→ **EXERCISE**
From the records below, copy each line in which the string "objetivo" occurs.

(Records excerpted from a collection)
==============================
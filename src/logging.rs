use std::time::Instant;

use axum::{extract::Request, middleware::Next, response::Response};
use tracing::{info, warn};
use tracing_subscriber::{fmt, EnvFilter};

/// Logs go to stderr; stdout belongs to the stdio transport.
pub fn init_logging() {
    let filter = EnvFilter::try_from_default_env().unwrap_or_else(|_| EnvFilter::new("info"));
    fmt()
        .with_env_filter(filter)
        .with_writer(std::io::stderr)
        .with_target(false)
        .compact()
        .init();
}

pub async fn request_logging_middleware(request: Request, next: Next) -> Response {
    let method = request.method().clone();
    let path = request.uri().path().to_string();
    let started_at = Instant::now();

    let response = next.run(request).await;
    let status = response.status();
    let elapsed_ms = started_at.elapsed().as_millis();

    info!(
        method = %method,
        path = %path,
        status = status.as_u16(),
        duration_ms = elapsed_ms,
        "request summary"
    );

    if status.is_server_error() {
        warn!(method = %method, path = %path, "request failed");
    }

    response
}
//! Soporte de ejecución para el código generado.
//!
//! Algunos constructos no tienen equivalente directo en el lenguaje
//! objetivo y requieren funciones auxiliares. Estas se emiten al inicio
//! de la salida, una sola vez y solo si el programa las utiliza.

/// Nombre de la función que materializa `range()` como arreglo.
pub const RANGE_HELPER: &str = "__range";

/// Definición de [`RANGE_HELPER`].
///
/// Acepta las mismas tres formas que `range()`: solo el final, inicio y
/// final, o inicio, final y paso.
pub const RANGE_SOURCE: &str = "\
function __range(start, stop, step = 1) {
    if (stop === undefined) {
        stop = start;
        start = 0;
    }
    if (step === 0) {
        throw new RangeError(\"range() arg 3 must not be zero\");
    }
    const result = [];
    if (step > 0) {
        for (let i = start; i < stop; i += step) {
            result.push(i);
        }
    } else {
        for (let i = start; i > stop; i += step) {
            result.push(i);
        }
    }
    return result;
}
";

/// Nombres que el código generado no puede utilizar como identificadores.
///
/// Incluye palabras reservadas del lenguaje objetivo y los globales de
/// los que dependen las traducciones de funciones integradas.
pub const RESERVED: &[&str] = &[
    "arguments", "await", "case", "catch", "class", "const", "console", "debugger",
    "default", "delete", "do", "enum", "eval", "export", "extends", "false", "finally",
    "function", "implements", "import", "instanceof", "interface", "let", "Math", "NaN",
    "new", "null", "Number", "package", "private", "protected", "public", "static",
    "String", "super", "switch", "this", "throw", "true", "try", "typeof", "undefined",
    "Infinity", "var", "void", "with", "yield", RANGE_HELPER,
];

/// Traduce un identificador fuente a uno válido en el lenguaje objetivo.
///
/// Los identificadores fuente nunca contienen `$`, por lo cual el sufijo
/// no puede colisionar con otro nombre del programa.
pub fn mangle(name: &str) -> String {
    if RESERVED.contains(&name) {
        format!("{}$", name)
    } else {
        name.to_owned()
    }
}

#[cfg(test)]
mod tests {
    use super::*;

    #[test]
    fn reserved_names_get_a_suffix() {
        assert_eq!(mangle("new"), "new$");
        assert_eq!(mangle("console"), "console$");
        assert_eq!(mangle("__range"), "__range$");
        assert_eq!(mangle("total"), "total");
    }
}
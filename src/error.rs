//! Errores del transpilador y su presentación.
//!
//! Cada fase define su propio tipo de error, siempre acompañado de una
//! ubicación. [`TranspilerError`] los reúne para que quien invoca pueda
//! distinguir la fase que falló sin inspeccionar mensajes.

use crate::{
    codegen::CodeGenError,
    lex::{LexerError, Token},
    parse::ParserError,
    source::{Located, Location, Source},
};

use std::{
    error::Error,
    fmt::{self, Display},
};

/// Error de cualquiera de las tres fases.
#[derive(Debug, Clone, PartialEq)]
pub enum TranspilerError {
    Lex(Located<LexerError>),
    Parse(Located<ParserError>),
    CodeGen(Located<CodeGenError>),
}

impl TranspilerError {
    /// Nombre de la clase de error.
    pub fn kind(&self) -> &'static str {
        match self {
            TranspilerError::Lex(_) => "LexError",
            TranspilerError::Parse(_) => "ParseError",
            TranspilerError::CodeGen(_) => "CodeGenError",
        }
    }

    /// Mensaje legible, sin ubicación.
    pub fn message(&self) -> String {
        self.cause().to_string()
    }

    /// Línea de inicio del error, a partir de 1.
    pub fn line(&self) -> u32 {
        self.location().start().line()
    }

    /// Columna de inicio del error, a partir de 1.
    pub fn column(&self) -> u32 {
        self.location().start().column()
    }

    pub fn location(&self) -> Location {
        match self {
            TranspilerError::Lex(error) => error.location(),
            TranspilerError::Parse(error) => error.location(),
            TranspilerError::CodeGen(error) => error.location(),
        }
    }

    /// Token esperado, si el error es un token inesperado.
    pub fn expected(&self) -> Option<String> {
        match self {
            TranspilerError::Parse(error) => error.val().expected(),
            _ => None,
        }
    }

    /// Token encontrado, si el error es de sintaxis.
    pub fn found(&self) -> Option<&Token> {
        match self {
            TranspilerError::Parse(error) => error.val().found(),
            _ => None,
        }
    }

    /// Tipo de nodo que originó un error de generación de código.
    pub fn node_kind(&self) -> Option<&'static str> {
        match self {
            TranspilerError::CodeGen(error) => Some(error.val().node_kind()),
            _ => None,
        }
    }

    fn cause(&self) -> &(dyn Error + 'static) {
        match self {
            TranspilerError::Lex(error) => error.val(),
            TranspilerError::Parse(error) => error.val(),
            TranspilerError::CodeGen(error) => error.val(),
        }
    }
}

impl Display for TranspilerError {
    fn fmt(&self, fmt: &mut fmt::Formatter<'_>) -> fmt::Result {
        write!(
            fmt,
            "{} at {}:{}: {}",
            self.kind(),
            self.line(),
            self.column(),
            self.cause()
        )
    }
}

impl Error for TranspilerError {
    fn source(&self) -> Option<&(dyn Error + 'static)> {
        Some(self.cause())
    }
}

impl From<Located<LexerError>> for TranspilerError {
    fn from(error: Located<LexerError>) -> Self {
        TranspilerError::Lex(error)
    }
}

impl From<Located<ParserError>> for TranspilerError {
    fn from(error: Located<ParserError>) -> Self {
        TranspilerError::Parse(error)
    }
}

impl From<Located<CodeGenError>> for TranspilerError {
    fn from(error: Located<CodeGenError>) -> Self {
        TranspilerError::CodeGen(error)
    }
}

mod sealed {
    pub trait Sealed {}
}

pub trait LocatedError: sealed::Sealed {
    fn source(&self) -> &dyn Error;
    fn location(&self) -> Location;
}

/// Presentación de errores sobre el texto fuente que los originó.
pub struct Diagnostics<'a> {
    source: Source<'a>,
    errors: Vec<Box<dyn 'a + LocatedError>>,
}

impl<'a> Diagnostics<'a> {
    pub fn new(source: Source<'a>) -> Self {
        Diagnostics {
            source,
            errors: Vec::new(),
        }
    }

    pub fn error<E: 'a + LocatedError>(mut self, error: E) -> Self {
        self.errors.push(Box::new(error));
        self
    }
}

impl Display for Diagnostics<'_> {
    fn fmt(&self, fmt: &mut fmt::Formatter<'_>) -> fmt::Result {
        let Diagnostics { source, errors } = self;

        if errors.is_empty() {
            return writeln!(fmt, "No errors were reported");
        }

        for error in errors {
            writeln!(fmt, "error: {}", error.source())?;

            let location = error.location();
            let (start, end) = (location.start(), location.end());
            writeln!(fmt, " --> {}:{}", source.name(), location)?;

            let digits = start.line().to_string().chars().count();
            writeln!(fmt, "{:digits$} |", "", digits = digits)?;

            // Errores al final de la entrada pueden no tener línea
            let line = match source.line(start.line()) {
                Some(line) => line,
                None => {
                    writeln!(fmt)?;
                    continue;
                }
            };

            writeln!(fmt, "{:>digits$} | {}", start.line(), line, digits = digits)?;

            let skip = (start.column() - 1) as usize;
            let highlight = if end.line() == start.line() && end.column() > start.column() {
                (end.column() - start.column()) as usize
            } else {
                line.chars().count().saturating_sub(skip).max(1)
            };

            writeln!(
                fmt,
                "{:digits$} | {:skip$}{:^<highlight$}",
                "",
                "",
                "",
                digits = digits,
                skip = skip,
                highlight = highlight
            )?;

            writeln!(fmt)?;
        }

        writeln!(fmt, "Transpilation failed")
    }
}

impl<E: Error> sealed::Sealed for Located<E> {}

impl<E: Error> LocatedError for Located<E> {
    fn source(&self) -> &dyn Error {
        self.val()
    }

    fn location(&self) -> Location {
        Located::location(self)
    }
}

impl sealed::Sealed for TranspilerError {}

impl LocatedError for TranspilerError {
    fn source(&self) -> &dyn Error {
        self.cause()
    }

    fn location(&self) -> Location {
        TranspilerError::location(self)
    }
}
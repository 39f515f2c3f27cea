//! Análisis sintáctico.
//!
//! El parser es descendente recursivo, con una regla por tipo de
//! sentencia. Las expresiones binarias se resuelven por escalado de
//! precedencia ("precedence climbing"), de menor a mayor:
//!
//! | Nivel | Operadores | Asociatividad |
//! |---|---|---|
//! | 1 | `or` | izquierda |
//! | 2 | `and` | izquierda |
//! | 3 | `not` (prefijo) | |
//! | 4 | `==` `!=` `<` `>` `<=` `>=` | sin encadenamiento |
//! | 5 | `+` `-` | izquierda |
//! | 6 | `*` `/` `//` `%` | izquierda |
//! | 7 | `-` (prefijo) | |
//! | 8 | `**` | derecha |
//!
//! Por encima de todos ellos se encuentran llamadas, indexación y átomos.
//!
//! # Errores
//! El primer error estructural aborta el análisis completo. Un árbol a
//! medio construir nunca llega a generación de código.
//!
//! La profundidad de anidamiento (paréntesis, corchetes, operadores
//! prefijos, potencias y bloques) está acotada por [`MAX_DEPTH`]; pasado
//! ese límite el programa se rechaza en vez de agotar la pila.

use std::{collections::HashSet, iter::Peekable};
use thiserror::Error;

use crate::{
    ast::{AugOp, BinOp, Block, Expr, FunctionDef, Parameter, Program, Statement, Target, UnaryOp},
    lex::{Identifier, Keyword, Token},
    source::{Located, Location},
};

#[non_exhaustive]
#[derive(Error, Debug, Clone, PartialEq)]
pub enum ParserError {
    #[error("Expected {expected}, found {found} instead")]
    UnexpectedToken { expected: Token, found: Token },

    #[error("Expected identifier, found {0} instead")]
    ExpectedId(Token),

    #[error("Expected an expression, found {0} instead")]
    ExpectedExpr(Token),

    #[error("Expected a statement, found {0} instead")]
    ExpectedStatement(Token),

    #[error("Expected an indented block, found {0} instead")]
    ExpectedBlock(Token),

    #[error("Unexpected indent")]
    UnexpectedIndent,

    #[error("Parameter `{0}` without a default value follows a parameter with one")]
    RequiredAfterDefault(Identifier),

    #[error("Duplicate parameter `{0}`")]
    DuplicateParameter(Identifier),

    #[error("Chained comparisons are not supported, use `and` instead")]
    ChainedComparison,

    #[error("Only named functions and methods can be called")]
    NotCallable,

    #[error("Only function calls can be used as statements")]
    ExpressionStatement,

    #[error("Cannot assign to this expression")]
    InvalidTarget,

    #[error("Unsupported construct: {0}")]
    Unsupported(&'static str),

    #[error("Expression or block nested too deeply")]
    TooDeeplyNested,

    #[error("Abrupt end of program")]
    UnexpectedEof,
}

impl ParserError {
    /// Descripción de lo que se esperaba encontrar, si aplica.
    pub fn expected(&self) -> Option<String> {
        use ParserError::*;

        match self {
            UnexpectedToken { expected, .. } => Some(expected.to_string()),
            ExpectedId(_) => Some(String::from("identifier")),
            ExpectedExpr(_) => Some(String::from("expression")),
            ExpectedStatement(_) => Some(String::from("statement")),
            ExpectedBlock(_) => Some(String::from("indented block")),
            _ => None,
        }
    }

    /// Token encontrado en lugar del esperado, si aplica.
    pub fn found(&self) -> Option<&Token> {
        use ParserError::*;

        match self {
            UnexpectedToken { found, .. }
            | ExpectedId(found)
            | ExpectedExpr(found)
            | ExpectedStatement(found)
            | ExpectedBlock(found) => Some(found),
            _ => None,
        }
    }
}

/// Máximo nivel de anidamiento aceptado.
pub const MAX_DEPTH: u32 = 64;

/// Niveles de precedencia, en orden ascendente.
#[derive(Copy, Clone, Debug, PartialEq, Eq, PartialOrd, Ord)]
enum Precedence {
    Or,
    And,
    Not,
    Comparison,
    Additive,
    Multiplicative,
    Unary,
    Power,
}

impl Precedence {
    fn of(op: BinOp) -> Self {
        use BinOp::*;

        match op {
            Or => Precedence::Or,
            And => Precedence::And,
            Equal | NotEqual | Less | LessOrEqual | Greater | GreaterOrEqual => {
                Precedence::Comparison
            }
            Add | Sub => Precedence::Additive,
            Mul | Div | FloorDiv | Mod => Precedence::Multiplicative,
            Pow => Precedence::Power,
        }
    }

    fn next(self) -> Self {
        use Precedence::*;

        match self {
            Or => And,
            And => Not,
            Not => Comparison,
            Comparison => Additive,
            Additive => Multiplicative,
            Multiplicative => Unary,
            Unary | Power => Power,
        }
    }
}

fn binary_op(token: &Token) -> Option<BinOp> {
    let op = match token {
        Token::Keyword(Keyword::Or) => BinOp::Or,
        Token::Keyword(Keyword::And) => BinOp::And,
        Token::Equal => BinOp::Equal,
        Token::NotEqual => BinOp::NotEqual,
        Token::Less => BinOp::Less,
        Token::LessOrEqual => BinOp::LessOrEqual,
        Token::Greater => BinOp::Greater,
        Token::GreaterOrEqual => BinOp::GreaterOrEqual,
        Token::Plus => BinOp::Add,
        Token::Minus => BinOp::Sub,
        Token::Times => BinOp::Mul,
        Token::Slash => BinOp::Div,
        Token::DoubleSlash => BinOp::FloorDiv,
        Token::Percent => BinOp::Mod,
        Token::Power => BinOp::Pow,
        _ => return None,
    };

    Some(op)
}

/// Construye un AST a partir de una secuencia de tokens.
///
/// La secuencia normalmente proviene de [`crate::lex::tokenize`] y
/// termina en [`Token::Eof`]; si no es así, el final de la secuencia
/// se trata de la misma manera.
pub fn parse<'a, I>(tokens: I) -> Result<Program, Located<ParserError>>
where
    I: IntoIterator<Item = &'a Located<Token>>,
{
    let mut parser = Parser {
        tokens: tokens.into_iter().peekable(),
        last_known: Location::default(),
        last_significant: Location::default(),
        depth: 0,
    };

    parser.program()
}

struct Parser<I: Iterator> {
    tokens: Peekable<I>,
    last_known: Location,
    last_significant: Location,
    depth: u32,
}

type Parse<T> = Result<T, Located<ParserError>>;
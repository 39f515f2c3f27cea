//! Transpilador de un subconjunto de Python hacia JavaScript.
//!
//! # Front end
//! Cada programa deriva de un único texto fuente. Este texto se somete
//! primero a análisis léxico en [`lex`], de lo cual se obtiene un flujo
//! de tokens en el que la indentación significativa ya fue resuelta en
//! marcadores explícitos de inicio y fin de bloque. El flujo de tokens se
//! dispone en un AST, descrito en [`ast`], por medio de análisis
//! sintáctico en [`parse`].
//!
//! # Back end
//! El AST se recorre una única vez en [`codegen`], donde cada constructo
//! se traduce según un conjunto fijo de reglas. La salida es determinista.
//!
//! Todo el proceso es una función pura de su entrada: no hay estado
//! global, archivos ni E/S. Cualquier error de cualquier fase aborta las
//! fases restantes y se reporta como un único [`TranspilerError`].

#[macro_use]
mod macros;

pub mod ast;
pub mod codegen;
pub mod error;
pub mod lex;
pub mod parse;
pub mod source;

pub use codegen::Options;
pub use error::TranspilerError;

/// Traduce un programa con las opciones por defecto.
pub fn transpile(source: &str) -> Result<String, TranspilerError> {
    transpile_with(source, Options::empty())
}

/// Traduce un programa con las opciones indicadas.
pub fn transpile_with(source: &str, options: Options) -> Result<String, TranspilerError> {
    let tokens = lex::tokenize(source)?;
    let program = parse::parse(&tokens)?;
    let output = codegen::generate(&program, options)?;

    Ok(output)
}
==============================
→ **FINISHED EXERCISE**
//! objetivo y requieren funciones auxiliares. Estas se emiten al inicio
/// Incluye palabras reservadas del lenguaje objetivo y los globales de
/// Traduce un identificador fuente a uno válido en el lenguaje objetivo.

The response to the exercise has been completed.